Start of Block

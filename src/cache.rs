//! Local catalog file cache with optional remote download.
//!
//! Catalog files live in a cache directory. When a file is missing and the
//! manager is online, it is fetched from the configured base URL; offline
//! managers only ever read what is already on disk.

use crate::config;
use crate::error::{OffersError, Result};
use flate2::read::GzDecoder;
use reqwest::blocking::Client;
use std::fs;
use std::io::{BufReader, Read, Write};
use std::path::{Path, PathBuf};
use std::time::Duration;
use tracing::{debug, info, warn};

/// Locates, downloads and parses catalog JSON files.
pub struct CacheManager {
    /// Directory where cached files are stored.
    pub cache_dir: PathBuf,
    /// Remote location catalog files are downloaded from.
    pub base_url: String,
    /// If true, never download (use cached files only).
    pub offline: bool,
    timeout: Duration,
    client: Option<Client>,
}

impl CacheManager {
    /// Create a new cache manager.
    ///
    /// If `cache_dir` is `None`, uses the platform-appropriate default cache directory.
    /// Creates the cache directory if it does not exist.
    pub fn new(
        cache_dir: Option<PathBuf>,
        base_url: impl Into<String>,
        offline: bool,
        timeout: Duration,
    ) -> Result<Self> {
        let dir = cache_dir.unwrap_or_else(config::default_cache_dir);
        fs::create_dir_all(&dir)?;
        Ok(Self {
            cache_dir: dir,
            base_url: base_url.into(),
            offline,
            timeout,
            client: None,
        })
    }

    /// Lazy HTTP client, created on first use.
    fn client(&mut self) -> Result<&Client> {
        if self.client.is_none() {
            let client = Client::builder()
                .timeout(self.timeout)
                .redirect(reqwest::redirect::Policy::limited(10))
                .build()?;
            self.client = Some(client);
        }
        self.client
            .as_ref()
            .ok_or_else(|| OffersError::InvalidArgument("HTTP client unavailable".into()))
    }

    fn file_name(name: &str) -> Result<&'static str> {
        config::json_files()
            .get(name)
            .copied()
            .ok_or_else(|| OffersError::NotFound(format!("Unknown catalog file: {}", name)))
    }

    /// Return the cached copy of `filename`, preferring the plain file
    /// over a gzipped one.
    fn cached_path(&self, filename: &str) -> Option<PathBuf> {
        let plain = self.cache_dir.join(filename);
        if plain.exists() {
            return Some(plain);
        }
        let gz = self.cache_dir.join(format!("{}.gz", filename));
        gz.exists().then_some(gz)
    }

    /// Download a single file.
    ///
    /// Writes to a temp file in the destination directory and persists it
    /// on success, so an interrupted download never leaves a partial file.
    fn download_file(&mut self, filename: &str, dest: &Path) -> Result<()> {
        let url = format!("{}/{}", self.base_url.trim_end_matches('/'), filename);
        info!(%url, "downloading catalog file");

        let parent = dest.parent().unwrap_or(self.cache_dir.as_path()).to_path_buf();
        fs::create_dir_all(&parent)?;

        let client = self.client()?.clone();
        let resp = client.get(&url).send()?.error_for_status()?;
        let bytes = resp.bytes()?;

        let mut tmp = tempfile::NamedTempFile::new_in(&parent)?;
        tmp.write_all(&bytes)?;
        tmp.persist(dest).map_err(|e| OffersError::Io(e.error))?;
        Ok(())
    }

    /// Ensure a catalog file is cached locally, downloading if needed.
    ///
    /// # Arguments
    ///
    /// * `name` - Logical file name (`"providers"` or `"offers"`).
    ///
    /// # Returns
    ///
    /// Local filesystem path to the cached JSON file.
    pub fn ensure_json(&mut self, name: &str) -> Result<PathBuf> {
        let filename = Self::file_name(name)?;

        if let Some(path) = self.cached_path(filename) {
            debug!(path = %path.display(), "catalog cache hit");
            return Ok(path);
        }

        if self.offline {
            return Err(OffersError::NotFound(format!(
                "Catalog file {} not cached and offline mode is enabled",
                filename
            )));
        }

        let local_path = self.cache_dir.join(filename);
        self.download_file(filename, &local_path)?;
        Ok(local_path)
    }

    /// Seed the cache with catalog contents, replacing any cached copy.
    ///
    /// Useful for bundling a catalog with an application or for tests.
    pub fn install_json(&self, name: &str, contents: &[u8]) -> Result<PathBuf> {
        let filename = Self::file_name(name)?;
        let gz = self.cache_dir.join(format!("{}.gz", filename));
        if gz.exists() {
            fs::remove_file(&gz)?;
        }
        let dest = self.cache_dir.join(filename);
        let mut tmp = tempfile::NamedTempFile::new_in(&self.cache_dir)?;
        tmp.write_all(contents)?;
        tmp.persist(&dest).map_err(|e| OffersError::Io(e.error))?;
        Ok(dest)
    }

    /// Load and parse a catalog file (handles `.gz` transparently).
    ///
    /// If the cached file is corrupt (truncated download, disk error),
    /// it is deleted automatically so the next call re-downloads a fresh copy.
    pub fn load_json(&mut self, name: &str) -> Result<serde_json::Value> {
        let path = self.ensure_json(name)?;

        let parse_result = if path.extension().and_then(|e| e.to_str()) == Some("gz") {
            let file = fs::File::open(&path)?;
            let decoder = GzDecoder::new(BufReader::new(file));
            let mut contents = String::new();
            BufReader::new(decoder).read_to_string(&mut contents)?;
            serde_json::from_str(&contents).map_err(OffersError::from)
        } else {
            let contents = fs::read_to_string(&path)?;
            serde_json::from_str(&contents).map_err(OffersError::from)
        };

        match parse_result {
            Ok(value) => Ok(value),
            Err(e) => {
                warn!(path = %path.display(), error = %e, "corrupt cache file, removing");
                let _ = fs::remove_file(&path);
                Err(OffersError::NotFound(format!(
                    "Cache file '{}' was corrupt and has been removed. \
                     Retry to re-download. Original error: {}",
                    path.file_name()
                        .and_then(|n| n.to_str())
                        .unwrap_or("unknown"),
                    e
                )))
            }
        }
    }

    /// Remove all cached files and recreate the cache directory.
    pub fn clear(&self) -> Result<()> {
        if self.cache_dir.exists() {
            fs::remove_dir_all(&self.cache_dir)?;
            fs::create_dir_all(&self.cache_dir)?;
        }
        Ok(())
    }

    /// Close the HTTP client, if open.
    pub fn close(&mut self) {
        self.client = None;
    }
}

End of Block
Start of Block

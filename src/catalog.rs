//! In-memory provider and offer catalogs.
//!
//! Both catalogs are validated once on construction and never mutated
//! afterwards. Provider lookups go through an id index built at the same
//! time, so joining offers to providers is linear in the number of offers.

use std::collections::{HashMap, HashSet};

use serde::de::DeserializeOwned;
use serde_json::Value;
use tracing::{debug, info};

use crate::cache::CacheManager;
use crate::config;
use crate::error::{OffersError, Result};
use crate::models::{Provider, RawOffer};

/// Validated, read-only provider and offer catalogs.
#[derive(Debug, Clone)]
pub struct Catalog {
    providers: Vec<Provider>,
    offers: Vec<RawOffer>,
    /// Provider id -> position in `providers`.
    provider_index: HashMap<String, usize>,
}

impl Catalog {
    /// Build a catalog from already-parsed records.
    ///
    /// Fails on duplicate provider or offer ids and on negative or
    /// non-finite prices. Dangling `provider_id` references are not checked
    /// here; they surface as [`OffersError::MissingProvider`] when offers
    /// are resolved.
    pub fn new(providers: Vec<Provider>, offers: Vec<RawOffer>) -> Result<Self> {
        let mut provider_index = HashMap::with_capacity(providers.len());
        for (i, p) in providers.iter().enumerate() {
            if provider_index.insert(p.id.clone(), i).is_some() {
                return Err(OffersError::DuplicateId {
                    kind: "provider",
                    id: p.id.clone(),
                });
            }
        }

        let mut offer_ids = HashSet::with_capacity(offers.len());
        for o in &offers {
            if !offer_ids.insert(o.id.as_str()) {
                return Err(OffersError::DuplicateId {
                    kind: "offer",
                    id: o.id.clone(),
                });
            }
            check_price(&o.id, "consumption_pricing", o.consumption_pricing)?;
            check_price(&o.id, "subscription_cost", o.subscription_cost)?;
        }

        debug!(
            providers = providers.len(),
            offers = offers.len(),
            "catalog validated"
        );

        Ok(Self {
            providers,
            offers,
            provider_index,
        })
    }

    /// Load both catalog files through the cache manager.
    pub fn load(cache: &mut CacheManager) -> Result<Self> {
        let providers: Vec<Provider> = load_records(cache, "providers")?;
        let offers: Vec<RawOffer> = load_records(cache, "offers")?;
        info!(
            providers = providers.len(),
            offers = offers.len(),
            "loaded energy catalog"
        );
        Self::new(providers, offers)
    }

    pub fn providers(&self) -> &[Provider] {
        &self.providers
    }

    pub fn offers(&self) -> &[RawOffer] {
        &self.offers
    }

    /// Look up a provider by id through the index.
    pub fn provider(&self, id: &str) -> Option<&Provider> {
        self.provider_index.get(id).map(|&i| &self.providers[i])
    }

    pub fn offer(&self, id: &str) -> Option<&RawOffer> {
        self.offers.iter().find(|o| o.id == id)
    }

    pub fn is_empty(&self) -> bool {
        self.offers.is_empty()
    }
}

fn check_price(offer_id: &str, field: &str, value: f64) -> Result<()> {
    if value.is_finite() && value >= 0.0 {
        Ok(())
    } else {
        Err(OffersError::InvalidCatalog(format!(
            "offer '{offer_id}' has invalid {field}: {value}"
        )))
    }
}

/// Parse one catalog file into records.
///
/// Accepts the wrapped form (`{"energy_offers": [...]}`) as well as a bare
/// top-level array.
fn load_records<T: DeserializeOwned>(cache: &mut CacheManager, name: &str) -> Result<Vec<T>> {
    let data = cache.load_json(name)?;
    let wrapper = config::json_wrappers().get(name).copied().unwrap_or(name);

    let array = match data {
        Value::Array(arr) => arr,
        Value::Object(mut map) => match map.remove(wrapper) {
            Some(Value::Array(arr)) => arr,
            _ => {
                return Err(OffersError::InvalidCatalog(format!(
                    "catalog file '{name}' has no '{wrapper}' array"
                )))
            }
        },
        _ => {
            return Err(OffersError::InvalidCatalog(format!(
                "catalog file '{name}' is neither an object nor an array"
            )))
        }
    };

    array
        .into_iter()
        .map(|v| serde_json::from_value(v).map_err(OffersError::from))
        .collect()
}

End of Block
Start of Block

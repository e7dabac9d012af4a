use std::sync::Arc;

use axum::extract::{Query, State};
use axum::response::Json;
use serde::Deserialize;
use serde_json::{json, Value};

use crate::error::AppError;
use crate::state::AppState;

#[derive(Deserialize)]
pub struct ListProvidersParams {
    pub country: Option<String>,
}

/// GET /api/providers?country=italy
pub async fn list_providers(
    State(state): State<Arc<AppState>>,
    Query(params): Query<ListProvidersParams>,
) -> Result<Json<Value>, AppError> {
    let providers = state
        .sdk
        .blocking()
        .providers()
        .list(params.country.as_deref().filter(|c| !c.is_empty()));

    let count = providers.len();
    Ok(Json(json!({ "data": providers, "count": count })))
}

End of Block

> Task objective: After locating the line with "pub struct Catalog" in the material above, return it and each line after it exactly, ending at the line with "pub fn providers(&self)".

> Expected output:
pub struct Catalog {
    providers: Vec<Provider>,
    offers: Vec<RawOffer>,
    /// Provider id -> position in `providers`.
    provider_index: HashMap<String, usize>,
}

impl Catalog {
    /// Build a catalog from already-parsed records.
    ///
    /// Fails on duplicate provider or offer ids and on negative or
    /// non-finite prices. Dangling `provider_id` references are not checked
    /// here; they surface as [`OffersError::MissingProvider`] when offers
    /// are resolved.
    pub fn new(providers: Vec<Provider>, offers: Vec<RawOffer>) -> Result<Self> {
        let mut provider_index = HashMap::with_capacity(providers.len());
        for (i, p) in providers.iter().enumerate() {
            if provider_index.insert(p.id.clone(), i).is_some() {
                return Err(OffersError::DuplicateId {
                    kind: "provider",
                    id: p.id.clone(),
                });
            }
        }

        let mut offer_ids = HashSet::with_capacity(offers.len());
        for o in &offers {
            if !offer_ids.insert(o.id.as_str()) {
                return Err(OffersError::DuplicateId {
                    kind: "offer",
                    id: o.id.clone(),
                });
            }
            check_price(&o.id, "consumption_pricing", o.consumption_pricing)?;
            check_price(&o.id, "subscription_cost", o.subscription_cost)?;
        }

        debug!(
            providers = providers.len(),
            offers = offers.len(),
            "catalog validated"
        );

        Ok(Self {
            providers,
            offers,
            provider_index,
        })
    }

    /// Load both catalog files through the cache manager.
    pub fn load(cache: &mut CacheManager) -> Result<Self> {
        let providers: Vec<Provider> = load_records(cache, "providers")?;
        let offers: Vec<RawOffer> = load_records(cache, "offers")?;
        info!(
            providers = providers.len(),
            offers = offers.len(),
            "loaded energy catalog"
        );
        Self::new(providers, offers)
    }

    pub fn providers(&self) -> &[Provider] {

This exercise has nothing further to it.